You can see the only imperfection on the 5th photo. The shutter fires at all speeds, the aperture ring is smooth, the focus lever is smooth, the patch on the inside is pristine, the leatherette is completely attatched, the lens is clean and hazeless. Im going to go get a battery so I can check the meter later on today.


----------



## bhop (Feb 8, 2013)

I dunno about the price, they seem to be all over the place on ebay, but if I didn't already have two, i'd take it off your hands.  I'm curious about the focus patch, is it possible to take a pic inside the viewfinder to see just how pristine it is?  That's the weak point on both of mine..


----------



## Danny_511 (Feb 8, 2013)

bhop said:


> I dunno about the price, they seem to be all over the place on ebay, but if I didn't already have two, i'd take it off your hands.  I'm curious about the focus patch, is it possible to take a pic inside the viewfinder to see just how pristine it is?  That's the weak point on both of mine..

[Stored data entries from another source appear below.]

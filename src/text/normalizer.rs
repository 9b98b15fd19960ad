//! Vietnamese diacritic folding and tokenization.

use std::fmt;
use std::ops::Deref;

use serde::Serialize;
use unicode_normalization::UnicodeNormalization;

/// Characters deleted outright during normalization (not replaced by a space).
const STRIPPED_PUNCTUATION: &[char] = &[
    '.', ',', ';', ':', '!', '?', '\'', '"', '(', ')', '[', ']', '{', '}', '<', '>', '«', '»',
    '\u{201C}', '\u{201D}', '\u{2018}', '\u{2019}', '–', '—', '…', '·', '•', '/', '\\', '|', '@',
    '#', '$', '%', '^', '&', '*', '+', '=', '~', '`', '_', '-',
];

/// Precomposed Vietnamese letters and their base Latin letter.
///
/// NFD already splits all of these except `đ`/`Đ`, but the table keeps the
/// folding correct for input that arrives partially composed.
const VIETNAMESE_FOLDS: &[(&str, char)] = &[
    ("àáảãạăằắẳẵặâầấẩẫậÀÁẢÃẠĂẰẮẲẴẶÂẦẤẨẪẬ", 'a'),
    ("èéẻẽẹêềếểễệÈÉẺẼẸÊỀẾỂỄỆ", 'e'),
    ("ìíỉĩịÌÍỈĨỊ", 'i'),
    ("òóỏõọôồốổỗộơờớởỡợÒÓỎÕỌÔỒỐỔỖỘƠỜỚỞỠỢ", 'o'),
    ("ùúủũụưừứửữựÙÚỦŨỤƯỪỨỬỮỰ", 'u'),
    ("ỳýỷỹỵỲÝỶỸỴ", 'y'),
    ("đĐ", 'd'),
];

/// Text in canonical comparable form.
///
/// Guaranteed lowercase, trimmed, single-space separated, free of the
/// stripped punctuation set and of Vietnamese diacritics. Only [`normalize`]
/// constructs it, and normalizing it again is a no-op.
#[derive(Debug, Clone, Default, PartialEq, Eq, Hash, Serialize)]
#[serde(transparent)]
pub struct NormalizedText(String);

impl NormalizedText {
    #[must_use]
    pub fn as_str(&self) -> &str {
        &self.0
    }

    /// Length in characters, which is what the topic rules measure.
    #[must_use]
    pub fn char_len(&self) -> usize {
        self.0.chars().count()
    }

    #[must_use]
    pub fn into_string(self) -> String {
        self.0
    }
}

impl Deref for NormalizedText {
    type Target = str;

    fn deref(&self) -> &str {
        &self.0
    }
}

impl AsRef<str> for NormalizedText {
    fn as_ref(&self) -> &str {
        &self.0
    }
}

impl fmt::Display for NormalizedText {
    fn fmt(&self, f: &mut fmt::Formatter<'_>) -> fmt::Result {
        f.write_str(&self.0)
    }
}

impl PartialEq<str> for NormalizedText {
    fn eq(&self, other: &str) -> bool {
        self.0 == other
    }
}

impl PartialEq<&str> for NormalizedText {
    fn eq(&self, other: &&str) -> bool {
        self.0 == *other
    }
}

/// Folds raw text into [`NormalizedText`].
///
/// Steps:
/// 1. Lowercase
/// 2. Canonical decomposition, dropping combining marks U+0300..=U+036F
/// 3. Fold remaining precomposed Vietnamese letters (and `đ`) to Latin
/// 4. Delete the punctuation set
/// 5. Trim and collapse whitespace runs to a single space
///
/// Empty input yields empty output.
///
/// # Examples
///
/// ```
/// use van_tutor_core::text::normalize;
///
/// assert_eq!(normalize("Đăm Săn"), "dam san");
/// assert_eq!(normalize("  Chữ   người tử tù! "), "chu nguoi tu tu");
/// ```
#[must_use]
pub fn normalize(input: &str) -> NormalizedText {
    if input.is_empty() {
        return NormalizedText::default();
    }

    let folded: String = input
        .to_lowercase()
        .nfd()
        .filter(|ch| !is_combining_diacritic(*ch))
        .map(fold_vietnamese)
        .filter(|ch| !STRIPPED_PUNCTUATION.contains(ch))
        .collect();

    NormalizedText(folded.split_whitespace().collect::<Vec<_>>().join(" "))
}

/// Splits normalized text into its non-empty tokens.
#[must_use]
pub fn tokenize(normalized: &NormalizedText) -> Vec<&str> {
    normalized
        .as_str()
        .split(' ')
        .filter(|token| !token.is_empty())
        .collect()
}

/// Normalizes `input` and returns owned tokens.
#[must_use]
pub fn tokens(input: &str) -> Vec<String> {
    tokenize(&normalize(input))
        .into_iter()
        .map(String::from)
        .collect()
}

fn is_combining_diacritic(ch: char) -> bool {
    ('\u{0300}'..='\u{036F}').contains(&ch)
}

fn fold_vietnamese(ch: char) -> char {
    if ch.is_ascii() {
        return ch;
    }
    VIETNAMESE_FOLDS
        .iter()
        .find(|(letters, _)| letters.contains(ch))
        .map_or(ch, |(_, base)| *base)
}
//! Cheap gate that rejects gibberish or too-short topic queries.

use tracing::{debug, instrument};

use crate::text::{normalize, tokenize};

const MIN_QUERY_CHARS: usize = 4;
const MIN_SINGLE_TOKEN_CHARS: usize = 8;
const SHORT_TOKEN_MAX_CHARS: usize = 2;
const MIN_SHORT_TOKEN_COUNT: usize = 3;
const MIN_SIGNIFICANT_TOKEN_CHARS: usize = 3;

/// Returns whether `query` carries enough signal to be worth matching or
/// sending on to generation.
///
/// Rules, first failure wins:
/// 1. Empty input is rejected
/// 2. Normalized text must be at least 4 characters
/// 3. A single-token query must be at least 8 characters
/// 4. Fewer than 3 tokens that are all 2 characters or shorter are rejected
/// 5. At least one token must be 3 characters or longer
///
/// # Examples
///
/// ```
/// use van_tutor_core::topics::is_meaningful_topic;
///
/// assert!(is_meaningful_topic("Đăm Săn"));
/// assert!(!is_meaningful_topic("d a m"));
/// ```
#[must_use]
#[instrument]
pub fn is_meaningful_topic(query: &str) -> bool {
    if query.is_empty() {
        return false;
    }

    let normalized = normalize(query);
    let length = normalized.char_len();
    if length < MIN_QUERY_CHARS {
        debug!(length, "topic query too short");
        return false;
    }

    let tokens = tokenize(&normalized);
    let token_lengths: Vec<usize> = tokens.iter().map(|token| token.chars().count()).collect();

    if tokens.len() < 2 && length < MIN_SINGLE_TOKEN_CHARS {
        debug!(length, "single-word topic query too short");
        return false;
    }

    if tokens.len() < MIN_SHORT_TOKEN_COUNT
        && token_lengths.iter().all(|len| *len <= SHORT_TOKEN_MAX_CHARS)
    {
        debug!(tokens = tokens.len(), "topic query made of short fragments");
        return false;
    }

    if !token_lengths
        .iter()
        .any(|len| *len >= MIN_SIGNIFICANT_TOKEN_CHARS)
    {
        debug!("topic query has no significant token");
        return false;
    }

    true
}

#[cfg(test)]
mod tests {
    use super::*;

    #[test]
    fn test_empty_query_is_not_meaningful() {
        assert!(!is_meaningful_topic(""));
        assert!(!is_meaningful_topic("   "));
    }

    #[test]
    fn test_short_queries_are_not_meaningful() {
        assert!(!is_meaningful_topic("d"));
        assert!(!is_meaningful_topic("abc"));
        assert!(!is_meaningful_topic("Đ!?"));
    }

    #[test]
    fn test_single_word_needs_eight_characters() {
        assert!(!is_meaningful_topic("Sóng"));
        assert!(!is_meaningful_topic("truyen"));
        assert!(is_meaningful_topic("Tuyenngon"));
        assert!(is_meaningful_topic("chinhphu"));
    }

    #[test]
    fn test_letter_by_letter_noise_is_not_meaningful() {
        // three single letters pass the short-fragment rule but have no token >= 3
        assert!(!is_meaningful_topic("d a m"));
        assert!(!is_meaningful_topic("ab cd"));
        assert!(!is_meaningful_topic("a b c d e"));
    }

    #[test]
    fn test_multi_word_topics_are_meaningful() {
        assert!(is_meaningful_topic("dam san"));
        assert!(is_meaningful_topic("Đăm Săn"));
        assert!(is_meaningful_topic("Chữ người tử tù"));
        assert!(is_meaningful_topic("vo nhat"));
    }

    #[test]
    fn test_diacritics_do_not_count_toward_length() {
        // "ăn ở" folds to "an o": 4 chars but no token of length 3
        assert!(!is_meaningful_topic("ăn ở"));
    }
}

Ill get right on that for ya


----------



## compur (Feb 8, 2013)

'Near mint' with a dented filter ring?  What condition is the foam inside the film door? Do the meter and shutter work? Is the lens clean? Does the flash work?


----------



## Danny_511 (Feb 8, 2013)

compur said:


> 'Near mint' with a dented filter ring?  What condition is the foam inside the film door? Do the meter and shutter work? Is the lens clean? Does the flash work?

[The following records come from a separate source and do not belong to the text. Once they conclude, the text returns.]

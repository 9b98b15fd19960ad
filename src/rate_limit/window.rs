//! Fixed-window request counters keyed by client identity.

use std::time::{Duration, SystemTime, UNIX_EPOCH};

use dashmap::DashMap;
use dashmap::mapref::entry::Entry;
use serde::Serialize;
use tracing::{debug, instrument};

/// Counter state for one key in one window.
#[derive(Debug, Clone, Copy, PartialEq, Eq)]
struct WindowEntry {
    count: u32,
    /// Epoch milliseconds after which the window has expired.
    reset_at: u64,
}

/// Result of checking one key against one window.
#[derive(Debug, Clone, Copy, PartialEq, Eq, Serialize)]
pub struct RateLimitDecision {
    pub allowed: bool,
    pub remaining: u32,
    /// Epoch milliseconds at which the current window resets.
    pub reset_at: u64,
}

/// Keyed fixed-window counters.
///
/// The check-then-update sequence for a key runs while holding that key's
/// `DashMap` shard lock, so two concurrent requests for the same key can
/// never both observe room under the cap.
///
/// Entries are only replaced when the same key returns after its window has
/// passed; [`sweep_expired_at`](Self::sweep_expired_at) reclaims the rest.
#[derive(Debug, Default)]
pub struct FixedWindowStore {
    entries: DashMap<String, WindowEntry>,
}

impl FixedWindowStore {
    #[must_use]
    pub fn new() -> Self {
        Self::default()
    }

    /// Checks `key` against a window of `window` length capped at `max`
    /// requests, using the current wall clock.
    pub fn check(&self, key: &str, window: Duration, max: u32) -> RateLimitDecision {
        self.check_at(key, window, max, now_millis())
    }

    /// Checks `key` at the given time (epoch milliseconds).
    ///
    /// - no entry, or the entry expired: start a new window with count 1
    /// - count already at `max`: reject without consuming quota
    /// - otherwise: increment the count
    #[instrument(skip(self), level = "trace")]
    pub fn check_at(&self, key: &str, window: Duration, max: u32, now: u64) -> RateLimitDecision {
        let window_ms = u64::try_from(window.as_millis()).unwrap_or(u64::MAX);
        let fresh = WindowEntry {
            count: 1,
            reset_at: now.saturating_add(window_ms),
        };

        match self.entries.entry(key.to_string()) {
            Entry::Vacant(vacant) => {
                vacant.insert(fresh);
                allowed(max, fresh)
            }
            Entry::Occupied(mut occupied) => {
                let entry = occupied.get_mut();
                if entry.reset_at <= now {
                    *entry = fresh;
                    allowed(max, fresh)
                } else if entry.count >= max {
                    debug!(key, count = entry.count, max, "window exhausted");
                    RateLimitDecision {
                        allowed: false,
                        remaining: 0,
                        reset_at: entry.reset_at,
                    }
                } else {
                    entry.count += 1;
                    allowed(max, *entry)
                }
            }
        }
    }

    /// Removes entries whose window ended at or before `now`.
    ///
    /// Returns the number of entries removed.
    pub fn sweep_expired_at(&self, now: u64) -> usize {
        let before = self.entries.len();
        self.entries.retain(|_, entry| entry.reset_at > now);
        before.saturating_sub(self.entries.len())
    }

    /// Number of tracked keys, including expired ones not yet swept.
    #[must_use]
    pub fn len(&self) -> usize {
        self.entries.len()
    }

    #[must_use]
    pub fn is_empty(&self) -> bool {
        self.entries.is_empty()
    }
}

fn allowed(max: u32, entry: WindowEntry) -> RateLimitDecision {
    RateLimitDecision {
        allowed: true,
        remaining: max.saturating_sub(entry.count),
        reset_at: entry.reset_at,
    }
}

/// Current wall-clock time in epoch milliseconds.
#[must_use]
pub fn now_millis() -> u64 {
    SystemTime::now()
        .duration_since(UNIX_EPOCH)
        .map_or(0, |elapsed| u64::try_from(elapsed.as_millis()).unwrap_or(u64::MAX))
}
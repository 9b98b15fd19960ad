//! Topic matching for free-text literature queries.
//!
//! Queries are normalized (see [`crate::text`]) and scored against a curated
//! topic list with a composite of token Jaccard similarity, containment,
//! token-prefix and token-overlap signals. [`is_meaningful_topic`] is the
//! cheap gate run before any scoring or generation work.

mod catalog;
mod curriculum;
mod matcher;
mod validation;

pub use catalog::{TopicCatalog, TopicResolution};
pub use curriculum::DEFAULT_TOPICS;
pub use matcher::{Candidate, DEFAULT_TOP_K, TOPIC_MATCH_THRESHOLD, score_candidates, score_pair};
pub use validation::is_meaningful_topic;
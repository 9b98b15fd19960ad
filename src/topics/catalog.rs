//! Read-only catalog of canonical topics, normalized once at load time.

use std::collections::HashSet;
use std::path::Path;

use anyhow::{Context, Result};
use serde::Serialize;
use tracing::{debug, info, instrument};

use super::curriculum::DEFAULT_TOPICS;
use super::matcher::{Candidate, PreparedText, TOPIC_MATCH_THRESHOLD, rank_prepared};
use super::validation::is_meaningful_topic;
use crate::text::NormalizedText;

#[derive(Debug, Clone)]
struct CatalogEntry {
    display: String,
    prepared: PreparedText,
}

/// Curated topic list the matcher ranks queries against.
#[derive(Debug, Clone, Default)]
pub struct TopicCatalog {
    entries: Vec<CatalogEntry>,
}

/// Outcome of resolving a free-text query against the catalog.
#[derive(Debug, Clone, PartialEq, Serialize)]
#[serde(tag = "status", rename_all = "snake_case")]
pub enum TopicResolution {
    /// The query failed [`is_meaningful_topic`] and was not scored.
    Rejected { normalized: NormalizedText },
    /// The query was scored; `best_match` is set when the top candidate
    /// reaches [`TOPIC_MATCH_THRESHOLD`].
    Ranked {
        normalized: NormalizedText,
        candidates: Vec<Candidate>,
        best_match: Option<Candidate>,
    },
}

impl TopicResolution {
    #[must_use]
    pub fn normalized(&self) -> &NormalizedText {
        match self {
            Self::Rejected { normalized } | Self::Ranked { normalized, .. } => normalized,
        }
    }

    #[must_use]
    pub fn is_rejected(&self) -> bool {
        matches!(self, Self::Rejected { .. })
    }
}

impl TopicCatalog {
    /// Builds a catalog from display strings.
    ///
    /// Entries that normalize to nothing are skipped, and entries whose
    /// normalized form repeats an earlier one are dropped (first display form wins).
    pub fn new<I, S>(topics: I) -> Self
    where
        I: IntoIterator<Item = S>,
        S: AsRef<str>,
    {
        let mut seen = HashSet::new();
        let mut entries = Vec::new();

        for topic in topics {
            let display = topic.as_ref().trim();
            let prepared = PreparedText::new(display);
            if prepared.is_empty() {
                continue;
            }
            if seen.insert(prepared.normalized().clone()) {
                entries.push(CatalogEntry {
                    display: display.to_string(),
                    prepared,
                });
            }
        }

        Self { entries }
    }

    /// Catalog of the built-in curriculum works.
    #[must_use]
    pub fn curriculum() -> Self {
        Self::new(DEFAULT_TOPICS.iter().copied())
    }

    /// Loads a catalog from a file with one topic per line.
    ///
    /// Blank lines and lines starting with `#` are skipped.
    ///
    /// # Errors
    /// Returns error if the file cannot be read.
    #[instrument]
    pub fn from_file(path: &Path) -> Result<Self> {
        let content = std::fs::read_to_string(path)
            .with_context(|| format!("Cannot read topics file '{}'", path.display()))?;

        let catalog = Self::new(
            content
                .lines()
                .map(str::trim)
                .filter(|line| !line.is_empty() && !line.starts_with('#')),
        );
        info!(topics = catalog.len(), path = %path.display(), "loaded topics file");
        Ok(catalog)
    }

    #[must_use]
    pub fn len(&self) -> usize {
        self.entries.len()
    }

    #[must_use]
    pub fn is_empty(&self) -> bool {
        self.entries.is_empty()
    }

    /// Display forms in catalog order.
    pub fn topics(&self) -> impl Iterator<Item = &str> {
        self.entries.iter().map(|entry| entry.display.as_str())
    }

    /// Ranks catalog topics against `query`; same contract as
    /// [`score_candidates`](super::score_candidates).
    #[must_use]
    pub fn score(&self, query: &str, top_k: usize) -> Vec<Candidate> {
        let query = PreparedText::new(query);
        rank_prepared(
            &query,
            self.entries
                .iter()
                .map(|entry| (entry.display.as_str(), &entry.prepared)),
            top_k,
        )
    }

    /// Applies the meaningfulness gate, then ranks the query.
    #[must_use]
    #[instrument(skip(self), fields(catalog_size = self.len()))]
    pub fn resolve(&self, query: &str, top_k: usize) -> TopicResolution {
        let normalized = PreparedText::new(query).normalized().clone();

        if !is_meaningful_topic(query) {
            debug!(normalized = %normalized, "rejected topic query");
            return TopicResolution::Rejected { normalized };
        }

        let candidates = self.score(query, top_k);
        let best_match = candidates
            .first()
            .filter(|candidate| candidate.score >= TOPIC_MATCH_THRESHOLD)
            .cloned();
        debug!(
            normalized = %normalized,
            candidates = candidates.len(),
            matched = best_match.is_some(),
            "resolved topic query"
        );

        TopicResolution::Ranked {
            normalized,
            candidates,
            best_match,
        }
    }
}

I would hardly call It a dent. Especially since the filters go on and off with no problems. The foam is fine, the meter and shutter does work, yes the lens is clean and yes the flash works.


----------



## BrianV (Feb 8, 2013)

Best to test it with film before putting it up for sale at a premium price. The filter ring had a dent, someone repaired it. This drags the price down. I sold one in this condition, after cleaning the viewfinder, flood cleaning the shutter, and replacing the foam seals, for $75. It did not have the dedicated flash, would have been closer to $100 with it. 

The viewfinder tends to haze-up on canonets. It is not hard to clean them. I have pictures on an old computer, need to find them.

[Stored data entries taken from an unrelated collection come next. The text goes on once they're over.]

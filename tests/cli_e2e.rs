//! End-to-end tests for the van-tutor binary.

use std::io::Write;

use assert_cmd::Command;
use predicates::prelude::*;
use tempfile::{NamedTempFile, TempDir};

/// Command with an isolated config directory so a developer's own config
/// file never leaks into the test.
fn van_tutor(config_home: &TempDir) -> Command {
    let mut cmd = Command::cargo_bin("van-tutor").unwrap();
    cmd.env("XDG_CONFIG_HOME", config_home.path())
        .env_remove("RUST_LOG");
    cmd
}

#[test]
fn test_help_lists_subcommands() {
    let home = TempDir::new().unwrap();
    van_tutor(&home)
        .arg("--help")
        .assert()
        .success()
        .stdout(predicate::str::contains("serve"))
        .stdout(predicate::str::contains("match"))
        .stdout(predicate::str::contains("check"));
}

#[test]
fn test_check_meaningful_query_succeeds() {
    let home = TempDir::new().unwrap();
    van_tutor(&home)
        .args(["check", "Đăm Săn"])
        .assert()
        .success()
        .stdout(predicate::str::contains("normalized: dam san"))
        .stdout(predicate::str::contains("meaningful: yes"));
}

#[test]
fn test_check_noise_query_fails() {
    let home = TempDir::new().unwrap();
    van_tutor(&home)
        .args(["check", "d a m"])
        .assert()
        .failure()
        .stdout(predicate::str::contains("meaningful: no"));
}

#[test]
fn test_match_uses_builtin_curriculum() {
    let home = TempDir::new().unwrap();
    van_tutor(&home)
        .args(["match", "chu nguoi tu tu"])
        .assert()
        .success()
        .stdout(predicate::str::contains("1.00  Chữ người tử tù"))
        .stdout(predicate::str::contains("Best match: Chữ người tử tù"));
}

#[test]
fn test_match_reads_topics_file() {
    let home = TempDir::new().unwrap();
    let mut topics = NamedTempFile::new().unwrap();
    writeln!(topics, "# custom list").unwrap();
    writeln!(topics, "Bình Ngô đại cáo").unwrap();
    writeln!(topics, "Hịch tướng sĩ").unwrap();

    van_tutor(&home)
        .args(["match", "hich tuong si", "--topics-file"])
        .arg(topics.path())
        .assert()
        .success()
        .stdout(predicate::str::contains("Hịch tướng sĩ"))
        .stdout(predicate::str::contains("Bình Ngô").not());
}

#[test]
fn test_match_json_output() {
    let home = TempDir::new().unwrap();
    let output = van_tutor(&home)
        .args(["match", "tay tien", "--json"])
        .output()
        .unwrap();
    assert!(output.status.success());

    let value: serde_json::Value = serde_json::from_slice(&output.stdout).unwrap();
    assert_eq!(value["status"], "ranked");
    assert_eq!(value["best_match"]["topic"], "Tây Tiến");
}

#[test]
fn test_match_rejected_query_exits_nonzero() {
    let home = TempDir::new().unwrap();
    van_tutor(&home)
        .args(["match", "ab"])
        .assert()
        .failure()
        .stdout(predicate::str::contains("not meaningful"));
}

#[test]
fn test_config_file_topics_file_is_used() {
    let home = TempDir::new().unwrap();
    let mut topics = NamedTempFile::new().unwrap();
    writeln!(topics, "Hịch tướng sĩ").unwrap();

    let config_dir = home.path().join("van-tutor");
    std::fs::create_dir_all(&config_dir).unwrap();
    std::fs::write(
        config_dir.join("config.toml"),
        format!("topics_file = \"{}\"\n", topics.path().display()),
    )
    .unwrap();

    van_tutor(&home)
        .args(["match", "hich tuong si"])
        .assert()
        .success()
        .stdout(predicate::str::contains("Best match: Hịch tướng sĩ"));
}

#[test]
fn test_invalid_config_file_is_reported() {
    let home = TempDir::new().unwrap();
    let config_dir = home.path().join("van-tutor");
    std::fs::create_dir_all(&config_dir).unwrap();
    std::fs::write(config_dir.join("config.toml"), "window_max = 0\n").unwrap();

    van_tutor(&home)
        .args(["check", "dam san"])
        .assert()
        .failure()
        .stderr(predicate::str::contains("window_max"));
}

The seals on yours look good from the picture: usually they will stick to the chrome of the body that they press against. I do not see that on yours. Touch them gently, just to see if the foam is supple. It is not hard to replace, i use foam rubber sheets from Walmart. Works great.


----------



## compur (Feb 8, 2013)

Danny_511 said:


> compur said:
> 
> 
> > 'Near mint' with a dented filter ring?  What condition is the foam inside the film door? Do the meter and shutter work? Is the lens clean? Does the flash work?
> ...



Whatever you call it, it's quite visible in your photo and, with a blemish like that, I would advise against using the term "near mint" in describing the camera if you want a happy buyer.


----------



## Ysarex (Feb 8, 2013)

compur said:


> Danny_511 said:
> 
> 
> > compur said:
> ...



Completely agree. Bottom line is that's impact damage. Any visible impact damage no matter how slight precludes the possibility that the word mint, no matter how modified, can be used to describe the item unless of course you're and ebay seller.

Joe


----------



## Danny_511 (Feb 8, 2013)

Ysarex said:


> compur said:
> 
> 
> > Danny_511 said:
> ...



Lol we were gonna sell it on ebay but we're not douchebags so i'll make sure I dont use the term "near mint" on the listing


----------



## Ysarex (Feb 8, 2013)

Danny_511 said:


> Ysarex said:
> 
> 
> > compur said:
> ...



Good luck with the sale.

Joe


----------